«Estudar» Física

Francisco Silva
Já lá vai metade do Ano Mundial da Física. Já estamos na segunda metade do centenário doAnnus Mirabilis de Albert Einstein, ou seja, do seu miraculoso ano lá para os idos de 1905. E entre tanto escrever e tantos escritos já nestes meses, não me saiu nem um a propósito destas comemorações, ou destas efemérides. Mais, o facto é que tenho vindo a ficar com a minha consciência cada vez mais pesada por não o ter ainda feito.
Mais a mais, tendo eu ainda recentemente, e mais de uma vez, ouvido a uma pessoa há muito minha conhecida, professora da área das línguas, entusiasta, distinta profissional, mestra e tudo, pois claro, afirmar que, ter tido como matéria curricular a Física, foi uma pura perda de tempo. Sim, para que serve a Física, essa coisa de saber resolver problemas sobre velocidades e acelerações, e massas, e forças, e energias e potências, e quantidades de calor e temperaturas, e intensidades de corrente eléctrica, ou tensões eléctricas, ou resistências eléctricas, e entropias e informação? E isto para me referir apenas a conceitos dos mais evidentes e sempre aí presentes no dia a dia. Sim - ela ainda a questionar -, para que me serviu perder tempo a estudar isso? Sim - eu a ruminar -, tendo eu a imagem deste episódio a “indignar-me”, a fazer pular de incompreensão a minha [penso eu de que] pueril mente, então porque não me pus, nem me vou pondo ao caminho com a missão de procurar inverter este estado de coisas? Ou seja, pregar, divulgar, etc.
E, quando penso bem em mim próprio, recordo que, já não digo nos ciclos correspondentes ao “básico” adiantado e ao “secundário” onde, reconheço, alguma coisa de útil aprendi - alguma coisa que ficou acerca dos fenómenos físicos -, mas sempre sem provocar um entusiasmo por aí além - sempre era mais giro aprender línguas, ou a história, ou a geografia -, mas dizia, verifico, ao rever as aulas de Física já no “superior”, quando era estudante de engenharia - e logo de engenharia, vejam lá! -, é isso, verifico que a parte melhor para nós - e essencial para a nossa avaliação por parte do professor - era o desafio que representavam os rigores dos cálculos e das equações “complicadas”, as sofisticadas artimanhas para os resolver. Contudo, os fenómenos físicos eles próprios, esses pareciam só lá estar para justificar os malabarismos de um exercitar tão abstractamente quanto possível das nossas capacidades de resolução de charadas para malta com muito crânio. Sei que exagero um pouco, mas que querem, estou convencido, era muito disto!

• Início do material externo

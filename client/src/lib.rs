//! # Race Client Library
//!
//! Terminal client for multiplayer typing races. It joins or creates a room on
//! a race server, feeds keystrokes from stdin or from a typing bot, and draws
//! every racer's progress as text.
//!
//! ## Architecture Overview
//!
//! ### Client-Side Prediction
//! The client runs the same typing state machine as the server and applies each
//! keystroke immediately. Progress is shown without waiting for the server.
//!
//! ### Server Reconciliation
//! Each keystroke carries a sequence number. Acks from the server drop confirmed
//! keystrokes from the input history and report the authoritative counters, so
//! a diverging prediction is noticed. Unacknowledged keystrokes are resent, and
//! after repeated resends the view is flagged as reconnecting.
//!
//! ### Convergent Replica
//! Room events are merged into a local replica with the shared merge rules.
//! Duplicates and progress older than what is already shown are ignored.
//!
//! ## Module Organization
//!
//! ### Game Module (`game`)
//! Local race state, prediction, the input history and the resend schedule.
//!
//! ### Input Module (`input`)
//! Keystroke sequencing, the stdin source and the typing bot.
//!
//! ### Network Module (`network`)
//! The UDP session with the server and the client's main loop.
//!
//! ### Rendering Module (`rendering`)
//! Plain-text frames with tracks, standings and connection quality.

pub mod game;
pub mod input;
pub mod network;
pub mod rendering;
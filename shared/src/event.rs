//! Facts broadcast over the room channel.
//!
//! Every event carries absolute values, never deltas, so re-applying an event or
//! applying a set of events in a different order leads to the same replica.

use crate::typing::Counters;
use crate::ParticipantId;
use serde::{Deserialize, Serialize};

#[derive(Debug, Clone, PartialEq, Serialize, Deserialize)]
pub enum RaceEvent {
    ParticipantJoined {
        participant_id: ParticipantId,
        display_name: String,
        joined_at: u64,
    },
    ParticipantLeft {
        participant_id: ParticipantId,
    },
    CountdownStarted {
        at: u64,
    },
    /// 3, 2, 1, then 0 for "go".
    CountdownTick {
        remaining: u8,
    },
    RaceStarted {
        started_at: u64,
    },
    ProgressUpdated {
        participant_id: ParticipantId,
        correct_chars: u32,
        total_chars_typed: u32,
        mistakes: u32,
        progress_percent: f64,
        revision: u32,
    },
    ParticipantFinished {
        participant_id: ParticipantId,
        wpm: f64,
        accuracy: f64,
        finished_at: u64,
    },
    RaceFinished {
        finished_at: u64,
    },
}

impl RaceEvent {
    pub fn progress(participant_id: ParticipantId, counters: &Counters) -> Self {
        RaceEvent::ProgressUpdated {
            participant_id,
            correct_chars: counters.correct_chars,
            total_chars_typed: counters.total_chars_typed,
            mistakes: counters.mistakes,
            progress_percent: counters.progress_percent,
            revision: counters.revision,
        }
    }

    /// The participant this event is about, if it is not a room-level fact.
    pub fn participant_id(&self) -> Option<ParticipantId> {
        match self {
            RaceEvent::ParticipantJoined { participant_id, .. }
            | RaceEvent::ParticipantLeft { participant_id }
            | RaceEvent::ProgressUpdated { participant_id, .. }
            | RaceEvent::ParticipantFinished { participant_id, .. } => Some(*participant_id),
            RaceEvent::CountdownStarted { .. }
            | RaceEvent::CountdownTick { .. }
            | RaceEvent::RaceStarted { .. }
            | RaceEvent::RaceFinished { .. } => None,
        }
    }

    pub fn kind(&self) -> &'static str {
        match self {
            RaceEvent::ParticipantJoined { .. } => "participant_joined",
            RaceEvent::ParticipantLeft { .. } => "participant_left",
            RaceEvent::CountdownStarted { .. } => "countdown_started",
            RaceEvent::CountdownTick { .. } => "countdown_tick",
            RaceEvent::RaceStarted { .. } => "race_started",
            RaceEvent::ProgressUpdated { .. } => "progress_updated",
            RaceEvent::ParticipantFinished { .. } => "participant_finished",
            RaceEvent::RaceFinished { .. } => "race_finished",
        }
    }
}
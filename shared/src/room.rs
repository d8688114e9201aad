//! Room lifecycle state machine.
//!
//! ```text
//! Waiting ──▶ Countdown ──▶ Racing ──▶ Finished
//! ```
//!
//! Transitions only move forward. `started_at` is stamped exactly once, by the
//! owner of the room, at the `Countdown → Racing` transition and then broadcast so
//! every observer measures elapsed time from the same instant.

use crate::error::RaceError;
use crate::event::RaceEvent;
use crate::typing::RaceText;
use crate::{ParticipantId, RoomCode, RoomId};
use serde::{Deserialize, Serialize};
use std::fmt;

pub const MIN_CAPACITY: u8 = 2;
pub const MAX_CAPACITY: u8 = 20;

#[derive(Debug, Clone, Copy, PartialEq, Eq, PartialOrd, Ord, Hash, Serialize, Deserialize)]
pub enum RoomStatus {
    Waiting,
    Countdown,
    Racing,
    Finished,
}

impl fmt::Display for RoomStatus {
    fn fmt(&self, f: &mut fmt::Formatter<'_>) -> fmt::Result {
        let name = match self {
            RoomStatus::Waiting => "waiting",
            RoomStatus::Countdown => "countdown",
            RoomStatus::Racing => "racing",
            RoomStatus::Finished => "finished",
        };
        f.write_str(name)
    }
}

#[derive(Debug, Clone, PartialEq, Serialize, Deserialize)]
pub struct Room {
    pub id: RoomId,
    pub code: RoomCode,
    pub text: RaceText,
    pub capacity: u8,
    pub created_at: u64,
    status: RoomStatus,
    starter: Option<ParticipantId>,
    started_at: Option<u64>,
    finished_at: Option<u64>,
}

impl Room {
    pub fn new(
        id: RoomId,
        code: RoomCode,
        text: RaceText,
        capacity: u8,
        created_at: u64,
    ) -> Result<Self, RaceError> {
        if !(MIN_CAPACITY..=MAX_CAPACITY).contains(&capacity) {
            return Err(RaceError::InvalidCapacity {
                got: capacity,
                min: MIN_CAPACITY,
                max: MAX_CAPACITY,
            });
        }

        Ok(Self {
            id,
            code,
            text,
            capacity,
            created_at,
            status: RoomStatus::Waiting,
            starter: None,
            started_at: None,
            finished_at: None,
        })
    }

    pub fn status(&self) -> RoomStatus {
        self.status
    }

    pub fn starter(&self) -> Option<ParticipantId> {
        self.starter
    }

    pub fn started_at(&self) -> Option<u64> {
        self.started_at
    }

    pub fn finished_at(&self) -> Option<u64> {
        self.finished_at
    }

    /// Records the room creator as the designated starter. Only the first call wins.
    pub fn assign_starter(&mut self, participant_id: ParticipantId) -> bool {
        if self.starter.is_some() {
            return false;
        }
        self.starter = Some(participant_id);
        true
    }

    /// Passes the starter role on while the room is still waiting.
    /// `None` leaves the role open for the next joiner.
    pub fn hand_over_starter(&mut self, next: Option<ParticipantId>) -> Result<(), RaceError> {
        self.expect(RoomStatus::Waiting, "hand over starter")?;
        self.starter = next;
        Ok(())
    }

    pub fn is_starter(&self, participant_id: ParticipantId) -> bool {
        self.starter == Some(participant_id)
    }

    /// `Waiting → Countdown`, requested by the designated starter.
    pub fn begin_countdown(
        &mut self,
        requested_by: ParticipantId,
        at: u64,
    ) -> Result<RaceEvent, RaceError> {
        if !self.is_starter(requested_by) {
            return Err(RaceError::Unauthorized(requested_by));
        }
        self.expect(RoomStatus::Waiting, "start countdown")?;

        self.status = RoomStatus::Countdown;
        Ok(RaceEvent::CountdownStarted { at })
    }

    /// `Countdown → Racing`; `at` becomes the room's `started_at`.
    pub fn start_race(&mut self, at: u64) -> Result<RaceEvent, RaceError> {
        self.expect(RoomStatus::Countdown, "start race")?;

        self.status = RoomStatus::Racing;
        self.started_at = Some(at);
        Ok(RaceEvent::RaceStarted { started_at: at })
    }

    /// `Racing → Finished`.
    pub fn finish(&mut self, at: u64) -> Result<RaceEvent, RaceError> {
        self.expect(RoomStatus::Racing, "finish race")?;

        self.status = RoomStatus::Finished;
        self.finished_at = Some(at);
        Ok(RaceEvent::RaceFinished { finished_at: at })
    }

    /// Adopts room-level facts learned from another observer.
    ///
    /// Only moves forward; timestamps already held are never overwritten.
    pub fn adopt(&mut self, status: RoomStatus, started_at: Option<u64>, finished_at: Option<u64>) {
        if status > self.status {
            self.status = status;
        }
        if self.started_at.is_none() {
            self.started_at = started_at;
        }
        if self.finished_at.is_none() {
            self.finished_at = finished_at;
        }
    }

    fn expect(&self, required: RoomStatus, action: &'static str) -> Result<(), RaceError> {
        if self.status != required {
            return Err(RaceError::InvalidState {
                status: self.status,
                action,
            });
        }
        Ok(())
    }
}
#[cfg(test)]
mod tests {
    use super::*;

    fn progress(id: u32, correct: u32, total: u32, revision: u32) -> RaceEvent {
        RaceEvent::ProgressUpdated {
            participant_id: ParticipantId(id),
            correct_chars: correct,
            total_chars_typed: total,
            mistakes: total - correct,
            progress_percent: correct as f64 * 25.0,
            revision,
        }
    }

    fn finished(id: u32, wpm: f64, at: u64) -> RaceEvent {
        RaceEvent::ParticipantFinished {
            participant_id: ParticipantId(id),
            wpm,
            accuracy: 100.0,
            finished_at: at,
        }
    }

    fn joined(id: u32, name: &str) -> RaceEvent {
        RaceEvent::ParticipantJoined {
            participant_id: ParticipantId(id),
            display_name: name.to_string(),
            joined_at: 100,
        }
    }

    #[test]
    fn test_progress_idempotent() {
        let mut replica = RaceReplica::new(RoomId(1));
        replica.apply(&joined(1, "A")).unwrap();

        let event = progress(1, 2, 3, 3);
        replica.apply(&event).unwrap();
        let once = replica.clone();
        replica.apply(&event).unwrap();

        assert_eq!(replica, once);
    }

    #[test]
    fn test_progress_commutative_under_guard() {
        let older = progress(1, 1, 2, 2);
        let newer = progress(1, 3, 4, 4);

        let mut a = RaceReplica::new(RoomId(1));
        a.apply(&older).unwrap();
        a.apply(&newer).unwrap();

        let mut b = RaceReplica::new(RoomId(1));
        b.apply(&newer).unwrap();
        assert_eq!(b.apply(&older), Err(RaceError::StaleEvent));

        assert_eq!(a, b);
        assert_eq!(a.participant(ParticipantId(1)).unwrap().correct_chars, 3);
    }

    #[test]
    fn test_progress_before_join_converges() {
        let events = [joined(7, "Late"), progress(7, 4, 4, 4)];

        let mut in_order = RaceReplica::new(RoomId(1));
        let mut reversed = RaceReplica::new(RoomId(1));
        for e in &events {
            in_order.apply(e).unwrap();
        }
        for e in events.iter().rev() {
            reversed.apply(e).unwrap();
        }

        assert_eq!(in_order, reversed);
        assert_eq!(reversed.participant(ParticipantId(7)).unwrap().display_name, "Late");
    }

    #[test]
    fn test_finish_is_terminal_and_blocks_progress() {
        let mut replica = RaceReplica::new(RoomId(1));
        replica.apply(&finished(1, 50.0, 1_000)).unwrap();

        assert_eq!(
            replica.apply(&finished(1, 99.0, 900)),
            Err(RaceError::AlreadyFinished(ParticipantId(1)))
        );
        assert!(replica.apply(&progress(1, 9, 9, 50)).is_err());

        let p = replica.participant(ParticipantId(1)).unwrap();
        assert_eq!(p.wpm, Some(50.0));
        assert_eq!(p.finished_at, Some(1_000));
    }

    #[test]
    fn test_room_status_merges_monotonically() {
        let mut replica = RaceReplica::new(RoomId(1));

        replica.apply(&RaceEvent::RaceStarted { started_at: 500 }).unwrap();
        assert_eq!(replica.status(), RoomStatus::Racing);

        assert_eq!(
            replica.apply(&RaceEvent::CountdownStarted { at: 100 }),
            Err(RaceError::StaleEvent)
        );
        assert_eq!(
            replica.apply(&RaceEvent::CountdownTick { remaining: 2 }),
            Err(RaceError::StaleEvent)
        );
        assert_eq!(
            replica.apply(&RaceEvent::RaceStarted { started_at: 900 }),
            Err(RaceError::StaleEvent)
        );
        assert_eq!(replica.started_at(), Some(500));
        assert_eq!(replica.status(), RoomStatus::Racing);
    }

    #[test]
    fn test_countdown_ticks_only_decrease() {
        let mut replica = RaceReplica::new(RoomId(1));
        replica.apply(&RaceEvent::CountdownStarted { at: 0 }).unwrap();
        replica.apply(&RaceEvent::CountdownTick { remaining: 3 }).unwrap();
        replica.apply(&RaceEvent::CountdownTick { remaining: 1 }).unwrap();
        assert!(replica.apply(&RaceEvent::CountdownTick { remaining: 2 }).is_err());
        assert_eq!(replica.view().countdown, Some(1));
    }

    #[test]
    fn test_all_active_finished_ignores_leavers() {
        let mut replica = RaceReplica::new(RoomId(1));
        assert!(!replica.all_active_finished());

        replica.apply(&joined(1, "A")).unwrap();
        replica.apply(&joined(2, "B")).unwrap();
        replica.apply(&finished(1, 30.0, 10)).unwrap();
        assert!(!replica.all_active_finished());

        replica
            .apply(&RaceEvent::ParticipantLeft {
                participant_id: ParticipantId(2),
            })
            .unwrap();
        assert!(replica.all_active_finished());
        assert_eq!(replica.active_count(), 1);
    }

    #[test]
    fn test_merge_record_from_persistence() {
        let mut source = RaceReplica::new(RoomId(1));
        source.apply(&joined(3, "C")).unwrap();
        source.apply(&progress(3, 2, 2, 2)).unwrap();
        let record = source.participant(ParticipantId(3)).unwrap().clone();

        let mut target = RaceReplica::new(RoomId(1));
        // The join and the progress are both new.
        assert_eq!(target.merge_record(&record), 2);
        assert_eq!(target.merge_record(&record), 0);
        assert_eq!(target.participant(ParticipantId(3)), Some(&record));
    }

    #[test]
    fn test_finished_record_is_immutable() {
        let mut replica = RaceReplica::new(RoomId(1));
        replica.apply(&joined(1, "A")).unwrap();
        replica.apply(&finished(1, 40.0, 2_000)).unwrap();
        let before = replica.participant(ParticipantId(1)).unwrap().clone();

        assert_eq!(
            replica.apply(&RaceEvent::ParticipantJoined {
                participant_id: ParticipantId(1),
                display_name: "Mallory".to_string(),
                joined_at: 999,
            }),
            Err(RaceError::AlreadyFinished(ParticipantId(1)))
        );
        assert_eq!(
            replica.apply(&RaceEvent::ParticipantLeft {
                participant_id: ParticipantId(1),
            }),
            Err(RaceError::AlreadyFinished(ParticipantId(1)))
        );
        assert_eq!(replica.participant(ParticipantId(1)), Some(&before));
    }

    #[test]
    fn test_finish_before_join_still_gets_name() {
        let mut replica = RaceReplica::new(RoomId(1));
        replica.apply(&finished(4, 35.0, 3_000)).unwrap();
        replica.apply(&joined(4, "D")).unwrap();

        let p = replica.participant(ParticipantId(4)).unwrap();
        assert_eq!(p.display_name, "D");
        assert_eq!(p.joined_at, 100);
        assert_eq!(p.wpm, Some(35.0));
        assert!(p.active);
    }
}
//! Keystroke sources and sequencing
//!
//! Keystrokes come either from stdin or from a bot that types the race text at
//! a target speed. Both feed the same channel; [`InputManager`] numbers each
//! keystroke that is actually sent so the server can restore their order.

use log::{debug, info};
use rand::Rng;
use shared::metrics::CHARS_PER_WORD;
use shared::{Keystroke, RaceText};
use std::time::Duration;
use tokio::io::{AsyncBufReadExt, BufReader};
use tokio::sync::mpsc;
use tokio::task::JoinHandle;

/// A keystroke with the sequence number it was sent under.
#[derive(Debug, Clone, Copy, PartialEq)]
pub struct SequencedKey {
    pub sequence: u32,
    pub key: Keystroke,
}

/// Numbers outgoing keystrokes, starting at 1 for every joined room.
pub struct InputManager {
    next_sequence: u32,
}

impl InputManager {
    pub fn new() -> Self {
        Self { next_sequence: 1 }
    }

    pub fn sequence(&mut self, key: Keystroke) -> SequencedKey {
        let input = SequencedKey {
            sequence: self.next_sequence,
            key,
        };
        self.next_sequence += 1;
        input
    }

    pub fn reset(&mut self) {
        self.next_sequence = 1;
    }

    pub fn last_sequence(&self) -> u32 {
        self.next_sequence - 1
    }
}

impl Default for InputManager {
    fn default() -> Self {
        Self::new()
    }
}

/// Forwards every character typed on stdin; a newline separates words.
pub fn spawn_stdin_source(keys: mpsc::UnboundedSender<Keystroke>) -> JoinHandle<()> {
    tokio::spawn(async move {
        let mut lines = BufReader::new(tokio::io::stdin()).lines();
        while let Ok(Some(line)) = lines.next_line().await {
            let keystrokes = line
                .chars()
                .map(Keystroke::from_char)
                .chain(std::iter::once(Keystroke::WordBoundary));
            for key in keystrokes {
                if keys.send(key).is_err() {
                    return;
                }
            }
        }
        debug!("Stdin closed");
    })
}

/// Types a race text at a fixed speed, optionally making and correcting mistakes.
#[derive(Debug, Clone, PartialEq)]
pub struct TypingBot {
    pub target_wpm: f64,
    /// Chance per character of typing a wrong character first.
    pub error_rate: f64,
}

impl TypingBot {
    pub fn new(target_wpm: f64, error_rate: f64) -> Self {
        Self {
            target_wpm: target_wpm.max(1.0),
            error_rate: error_rate.clamp(0.0, 1.0),
        }
    }

    /// Delay between two keystrokes for the target speed.
    pub fn key_interval(&self) -> Duration {
        Duration::from_micros((60_000_000.0 / (self.target_wpm * CHARS_PER_WORD)).round() as u64)
    }

    /// The full keystroke sequence for `text`, mistakes included.
    pub fn plan<R: Rng>(&self, text: &RaceText, rng: &mut R) -> Vec<Keystroke> {
        let mut keys = Vec::new();
        for index in 0..text.word_count() {
            let Some(word) = text.word(index) else {
                break;
            };
            if index > 0 {
                keys.push(Keystroke::WordBoundary);
            }
            for &expected in word {
                if rng.gen_bool(self.error_rate) {
                    keys.push(Keystroke::Char(wrong_char(expected, rng)));
                    keys.push(Keystroke::Backspace);
                }
                keys.push(Keystroke::Char(expected));
            }
        }
        keys
    }

    /// Plays the plan into `keys`, one keystroke per interval.
    pub fn spawn(self, text: RaceText, keys: mpsc::UnboundedSender<Keystroke>) -> JoinHandle<()> {
        tokio::spawn(async move {
            let plan = self.plan(&text, &mut rand::thread_rng());
            let interval = self.key_interval();
            info!(
                "Bot typing {} keystrokes at {:.0} wpm",
                plan.len(),
                self.target_wpm
            );

            for key in plan {
                tokio::time::sleep(interval).await;
                if keys.send(key).is_err() {
                    return;
                }
            }
        })
    }
}

fn wrong_char<R: Rng>(expected: char, rng: &mut R) -> char {
    loop {
        let c = rng.gen_range(b'a'..=b'z') as char;
        if c != expected {
            return c;
        }
    }
}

De modo que só mais tarde, depois de ter acabado a obrigação de estudar e de exercitar-me na Física para responder o suficiente nos exames, e, em geral, quando deixei de ter a preocupação de ter que “passar” nas cadeiras e os anos até acabar a maratona do curso - dos estudos, como também lhe chamam -, só então passei a estar disponível para estudar verdadeiramente Física, só então, quando aquele peso já não ameaçava ser chumbo, é que me comecei a interessar mesmo a sério por ela, pela Física e pelos seus fenómenos, bem como pelos seus actores, pelos profissionais da Ciência Física, pelas suas ideias e por como as coisas lhes foram acontecendo ao longo das suas vidas.
É certo que tenho de reconhecer que estarei a exagerar um pouco o cenário. Primeiro porque o meu interesse pelas matérias da Física estaria mesmo assim, bastante acima da média, caso contrário deveria ter seguido outro rumo, e não a engenharia. Segundo, à medida que ia eu avançando nos estudos e as matérias mais se aproximavam do tratamento das suas realizações tecnológicas, quer na área genérica da electrotecnia quer na das telecomunicações, as correspondentes áreas do lado da ciência, em particular o electromagnetismo, a teoria da informação e a electrónica, adquiriam para mim mais interesse, mas nem sempre aquele - julgo - que deveria ser. Contudo, aquelas Físicas dos primeiros anos trituraram - e ainda continuarão a triturar - muita gente lá pelas engenharias. E estou convencido, fazendo-se um estudo sobre este assunto, os estudantes que por aí passando deverão ter, em média, uma opinião semelhante.
Agora, passaram os anos e de há décadas que se mudaram as minhas vontades. Já há muito que me habituei, ao contrário daquela minha amiga do lado das “letras” e de tantos outros, e da grande maioria, a ser voluntário para estudar Física, em sim mesma, e, claro, muito da sua história, porque sem avançarmos no conhecimento das suas peripécias e de como se relacionam, nada feito.